—Vous n'êtes pas loin de la sonnette, dit cette dernière; sonnez, je vous prie, pour demander de la lumière,
La cousine obéit, et je ressentis un vif désir de voir paraître la lampe. La lumière entra bientôt, et j'aperçus une jeune fille de l'âge d'Henriette peut-être, mais moins formée qu'elle. Sa taille charmante, dessinée par une très-simple robe d'étoffe d'hiver, se dégageait des plis d'un manteau de drap brun; un col gaufré entourait modestement son cou d'une extrême blancheur, et lorsqu'elle ôta son chapeau de castor dépourvu de tout ornement, je vis apparaître un visage de l'expression la plus douce et la plus aimable et encadré d'opulentes boucles de cheveux blonds. Elle rougit à l'aspect inattendu d'une personne de plus qu'elle ne s'y attendait. Je m'empressai pour la débarrasser de son chapeau et de son manteau, comme aussi du manchon en compagnie duquel elle avait été annoncée. Elle rougit davantage encore de cette prévenance et se refusa absolument à ce que je lui rendisse ce léger service.

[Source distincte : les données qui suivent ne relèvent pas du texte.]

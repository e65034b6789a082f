use std::collections::BTreeSet;
use std::fmt;

use serde::{Deserialize, Serialize};
use thiserror::Error;

use crate::content::catalog::{CaseCatalog, DialogueNode, DialogueOption};
use crate::content::ids::{CharacterId, ClueId, NodeId, OptionId};

/// Where an interrogation currently stands.
#[derive(Debug, Clone, PartialEq, Eq, Default, Serialize, Deserialize)]
pub enum DialogueState {
    #[default]
    Idle,
    SuspectSelected {
        character: CharacterId,
    },
    Asking {
        character: CharacterId,
        node: NodeId,
    },
    /// An option is picked but its response is still hidden.
    Chosen {
        character: CharacterId,
        node: NodeId,
        option: OptionId,
    },
    Answered {
        character: CharacterId,
        node: NodeId,
        option: OptionId,
    },
}

impl DialogueState {
    pub fn name(&self) -> &'static str {
        match self {
            DialogueState::Idle => "idle",
            DialogueState::SuspectSelected { .. } => "suspect_selected",
            DialogueState::Asking { .. } => "asking",
            DialogueState::Chosen { .. } => "chosen",
            DialogueState::Answered { .. } => "answered",
        }
    }

    pub fn character(&self) -> Option<&CharacterId> {
        match self {
            DialogueState::Idle => None,
            DialogueState::SuspectSelected { character }
            | DialogueState::Asking { character, .. }
            | DialogueState::Chosen { character, .. }
            | DialogueState::Answered { character, .. } => Some(character),
        }
    }
}

impl fmt::Display for DialogueState {
    fn fmt(&self, f: &mut fmt::Formatter<'_>) -> fmt::Result {
        f.write_str(self.name())
    }
}

/// One answered question, in the order the player read them.
#[derive(Debug, Clone, PartialEq, Eq, Serialize, Deserialize)]
pub struct DialogueStep {
    pub character_id: CharacterId,
    pub node_id: NodeId,
    pub option_id: OptionId,
}

/// What confirming an option asks the store to apply.
#[derive(Debug, Clone, PartialEq, Eq)]
pub struct OptionEffects {
    pub character: CharacterId,
    pub node: NodeId,
    pub option: OptionId,
    pub response: String,
    pub reveal_clue: Option<ClueId>,
    pub suspicion_delta: u32,
}

#[derive(Debug, Clone, PartialEq, Eq, Error)]
pub enum DialogueError {
    #[error("unknown character {0}")]
    UnknownCharacter(CharacterId),
    #[error("{0} is not a suspect")]
    NotASuspect(CharacterId),
    #[error("unknown dialogue {0}")]
    UnknownNode(NodeId),
    #[error("dialogue {node} does not belong to {character}")]
    ForeignNode { node: NodeId, character: CharacterId },
    #[error("option {option} is not part of dialogue {node}")]
    UnknownOption { node: NodeId, option: OptionId },
    #[error("no option has been chosen")]
    NoOptionChosen,
    #[error("dialogue {0} is closed until the suspect is selected again")]
    NodeClosed(NodeId),
    #[error("cannot {action} while {state}")]
    InvalidTransition {
        action: &'static str,
        state: &'static str,
    },
}

#[derive(Debug, Clone, Default, PartialEq, Eq)]
pub struct DialogueSession {
    state: DialogueState,
    completed: Vec<DialogueStep>,
    closed: BTreeSet<NodeId>,
}

impl DialogueSession {
    pub fn state(&self) -> &DialogueState {
        &self.state
    }

    /// Steps answered since the suspect was last selected.
    pub fn completed(&self) -> &[DialogueStep] {
        &self.completed
    }

    pub fn is_closed(&self, node: &NodeId) -> bool {
        self.closed.contains(node)
    }

    pub fn select_suspect(
        &mut self,
        catalog: &CaseCatalog,
        character: &CharacterId,
    ) -> Result<(), DialogueError> {
        let found = catalog
            .character(character)
            .ok_or_else(|| DialogueError::UnknownCharacter(character.clone()))?;
        if !found.is_suspect {
            return Err(DialogueError::NotASuspect(character.clone()));
        }
        self.state = DialogueState::SuspectSelected {
            character: character.clone(),
        };
        self.completed.clear();
        self.closed.clear();
        Ok(())
    }

    pub fn start_question(&mut self, catalog: &CaseCatalog, node: &NodeId) -> Result<(), DialogueError> {
        let DialogueState::SuspectSelected { character } = &self.state else {
            return Err(self.invalid("start a question"));
        };
        let found = catalog
            .node(node)
            .ok_or_else(|| DialogueError::UnknownNode(node.clone()))?;
        if &found.character_id != character {
            return Err(DialogueError::ForeignNode {
                node: node.clone(),
                character: character.clone(),
            });
        }
        if self.closed.contains(node) {
            return Err(DialogueError::NodeClosed(node.clone()));
        }
        self.state = DialogueState::Asking {
            character: character.clone(),
            node: node.clone(),
        };
        Ok(())
    }

    /// Picking again before confirming replaces the previous pick.
    pub fn choose_option(&mut self, catalog: &CaseCatalog, option: &OptionId) -> Result<(), DialogueError> {
        let (character, node) = match &self.state {
            DialogueState::Asking { character, node } | DialogueState::Chosen { character, node, .. } => {
                (character.clone(), node.clone())
            }
            _ => return Err(self.invalid("choose an option")),
        };
        lookup_option(catalog, &node, option)?;
        self.state = DialogueState::Chosen {
            character,
            node,
            option: option.clone(),
        };
        Ok(())
    }

    pub fn confirm(&mut self, catalog: &CaseCatalog) -> Result<OptionEffects, DialogueError> {
        let (character, node, option) = match &self.state {
            DialogueState::Chosen {
                character,
                node,
                option,
            } => (character.clone(), node.clone(), option.clone()),
            DialogueState::Answered { .. } => return Err(self.invalid("confirm")),
            _ => return Err(DialogueError::NoOptionChosen),
        };
        let (_, picked) = lookup_option(catalog, &node, &option)?;
        let effects = OptionEffects {
            character: character.clone(),
            node: node.clone(),
            option: option.clone(),
            response: picked.response.clone(),
            reveal_clue: picked.reveal_clue.clone(),
            suspicion_delta: picked.suspicion_delta,
        };
        self.state = DialogueState::Answered {
            character,
            node,
            option,
        };
        Ok(effects)
    }

    /// Moves past a read response and returns the step to record.
    pub fn advance(&mut self, catalog: &CaseCatalog) -> Result<DialogueStep, DialogueError> {
        let DialogueState::Answered {
            character,
            node,
            option,
        } = &self.state
        else {
            return Err(self.invalid("continue"));
        };
        let (_, picked) = lookup_option(catalog, node, option)?;
        let step = DialogueStep {
            character_id: character.clone(),
            node_id: node.clone(),
            option_id: option.clone(),
        };

        let next_state = match &picked.next_node {
            Some(next) => {
                self.closed.insert(node.clone());
                DialogueState::Asking {
                    character: character.clone(),
                    node: next.clone(),
                }
            }
            None => DialogueState::SuspectSelected {
                character: character.clone(),
            },
        };
        self.completed.push(step.clone());
        self.state = next_state;
        Ok(step)
    }

    pub fn leave(&mut self) {
        self.state = DialogueState::Idle;
    }

    /// Questions the selected suspect can still be asked.
    pub fn available_questions<'a>(&self, catalog: &'a CaseCatalog) -> Vec<&'a DialogueNode> {
        match self.state.character() {
            Some(character) => catalog
                .dialogues_for(character)
                .into_iter()
                .filter(|node| !self.closed.contains(&node.id))
                .collect(),
            None => Vec::new(),
        }
    }

    fn invalid(&self, action: &'static str) -> DialogueError {
        DialogueError::InvalidTransition {
            action,
            state: self.state.name(),
        }
    }
}

fn lookup_option<'a>(
    catalog: &'a CaseCatalog,
    node: &NodeId,
    option: &OptionId,
) -> Result<(&'a DialogueNode, &'a DialogueOption), DialogueError> {
    let found = catalog
        .node(node)
        .ok_or_else(|| DialogueError::UnknownNode(node.clone()))?;
    let picked = found.option(option).ok_or_else(|| DialogueError::UnknownOption {
        node: node.clone(),
        option: option.clone(),
    })?;
    Ok((found, picked))
}

#[cfg(test)]
mod tests {
    use super::*;

    fn marcus() -> CharacterId {
        CharacterId::from("char1")
    }

    fn answered(session: &mut DialogueSession, catalog: &CaseCatalog, node: &str, option: &str) -> OptionEffects {
        session.start_question(catalog, &NodeId::from(node)).unwrap();
        session.choose_option(catalog, &OptionId::from(option)).unwrap();
        session.confirm(catalog).unwrap()
    }

    #[test]
    fn only_suspects_can_be_interrogated() {
        let catalog = CaseCatalog::builtin().unwrap();
        let mut session = DialogueSession::default();
        assert_eq!(
            session.select_suspect(&catalog, &CharacterId::from("char4")),
            Err(DialogueError::NotASuspect(CharacterId::from("char4")))
        );
        assert!(matches!(
            session.select_suspect(&catalog, &CharacterId::from("nobody")),
            Err(DialogueError::UnknownCharacter(_))
        ));
        assert_eq!(session.state(), &DialogueState::Idle);
    }

    #[test]
    fn question_must_belong_to_selected_suspect() {
        let catalog = CaseCatalog::builtin().unwrap();
        let mut session = DialogueSession::default();
        assert!(matches!(
            session.start_question(&catalog, &NodeId::from("d1-1")),
            Err(DialogueError::InvalidTransition { .. })
        ));
        session.select_suspect(&catalog, &marcus()).unwrap();
        assert!(matches!(
            session.start_question(&catalog, &NodeId::from("d2-1")),
            Err(DialogueError::ForeignNode { .. })
        ));
    }

    #[test]
    fn confirm_requires_a_choice() {
        let catalog = CaseCatalog::builtin().unwrap();
        let mut session = DialogueSession::default();
        assert_eq!(session.confirm(&catalog), Err(DialogueError::NoOptionChosen));
        session.select_suspect(&catalog, &marcus()).unwrap();
        session.start_question(&catalog, &NodeId::from("d1-3")).unwrap();
        assert_eq!(session.confirm(&catalog), Err(DialogueError::NoOptionChosen));
        assert!(matches!(
            session.choose_option(&catalog, &OptionId::from("opt1")),
            Err(DialogueError::UnknownOption { .. })
        ));
    }

    #[test]
    fn rechoosing_replaces_the_pick() {
        let catalog = CaseCatalog::builtin().unwrap();
        let mut session = DialogueSession::default();
        session.select_suspect(&catalog, &marcus()).unwrap();
        session.start_question(&catalog, &NodeId::from("d1-3")).unwrap();
        session.choose_option(&catalog, &OptionId::from("opt7")).unwrap();
        session.choose_option(&catalog, &OptionId::from("opt8")).unwrap();
        let effects = session.confirm(&catalog).unwrap();
        assert_eq!(effects.option, OptionId::from("opt8"));
        assert_eq!(effects.reveal_clue, Some(ClueId::from("c12")));
        assert_eq!(effects.suspicion_delta, 3);
        assert!(matches!(
            session.confirm(&catalog),
            Err(DialogueError::InvalidTransition { action: "confirm", .. })
        ));
    }

    #[test]
    fn next_node_chains_and_closes_the_previous_question() {
        let catalog = CaseCatalog::builtin().unwrap();
        let mut session = DialogueSession::default();
        session.select_suspect(&catalog, &marcus()).unwrap();
        answered(&mut session, &catalog, "d1-1", "opt2");
        let step = session.advance(&catalog).unwrap();
        assert_eq!(step.node_id, NodeId::from("d1-1"));
        assert_eq!(
            session.state(),
            &DialogueState::Asking {
                character: marcus(),
                node: NodeId::from("d1-2"),
            }
        );
        assert!(session.is_closed(&NodeId::from("d1-1")));

        session.choose_option(&catalog, &OptionId::from("opt4")).unwrap();
        session.confirm(&catalog).unwrap();
        session.advance(&catalog).unwrap();
        assert_eq!(
            session.state(),
            &DialogueState::SuspectSelected { character: marcus() }
        );
        assert_eq!(
            session.start_question(&catalog, &NodeId::from("d1-1")),
            Err(DialogueError::NodeClosed(NodeId::from("d1-1")))
        );
        let open: Vec<&str> = session
            .available_questions(&catalog)
            .iter()
            .map(|n| n.id.as_str())
            .collect();
        assert_eq!(open, vec!["d1-2", "d1-3"]);
        assert_eq!(session.completed().len(), 2);
    }

    #[test]
    fn reselecting_reopens_closed_questions() {
        let catalog = CaseCatalog::builtin().unwrap();
        let mut session = DialogueSession::default();
        session.select_suspect(&catalog, &marcus()).unwrap();
        answered(&mut session, &catalog, "d1-1", "opt1");
        session.advance(&catalog).unwrap();
        session.leave();
        assert_eq!(session.state(), &DialogueState::Idle);
        session.select_suspect(&catalog, &marcus()).unwrap();
        assert!(session.completed().is_empty());
        assert!(session.start_question(&catalog, &NodeId::from("d1-1")).is_ok());
    }

    #[test]
    fn leaving_discards_an_unconfirmed_choice() {
        let catalog = CaseCatalog::builtin().unwrap();
        let mut session = DialogueSession::default();
        session.select_suspect(&catalog, &marcus()).unwrap();
        session.start_question(&catalog, &NodeId::from("d1-3")).unwrap();
        session.choose_option(&catalog, &OptionId::from("opt9")).unwrap();
        session.leave();
        assert_eq!(session.confirm(&catalog), Err(DialogueError::NoOptionChosen));
        assert!(session.available_questions(&catalog).is_empty());
    }
}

Henriette prit en main le manchon. Ce n'était pas un manchon ordinaire, un manchon à la mode, de martre ou de chinchilla doublé de soie bleu de ciel ou rouge cerise, et à peine assez grand pour contenir deux petites mains, un mouchoir de poche, un flacon d'essence et un carnet à visites; non, c'était un de ces gros et chauds manchons, velus, de forme antique, faits d'une bonne peau de renard à longs poils et auxquels se rattachait une garniture de cou de même, que nos grand'mères mettaient au-dessus de leur mouchoir pour aller à l'église, et avec lesquels nous voyons encore apparaître de temps en temps quelque vieille cuisinière, et qui portent le nom de sabel[1].
—Quel délicieux manchon! dit Henriette en en frottant les poils rudes contre ses belles joues; mais comment se fait-il que vous ayez un manchon, Sara?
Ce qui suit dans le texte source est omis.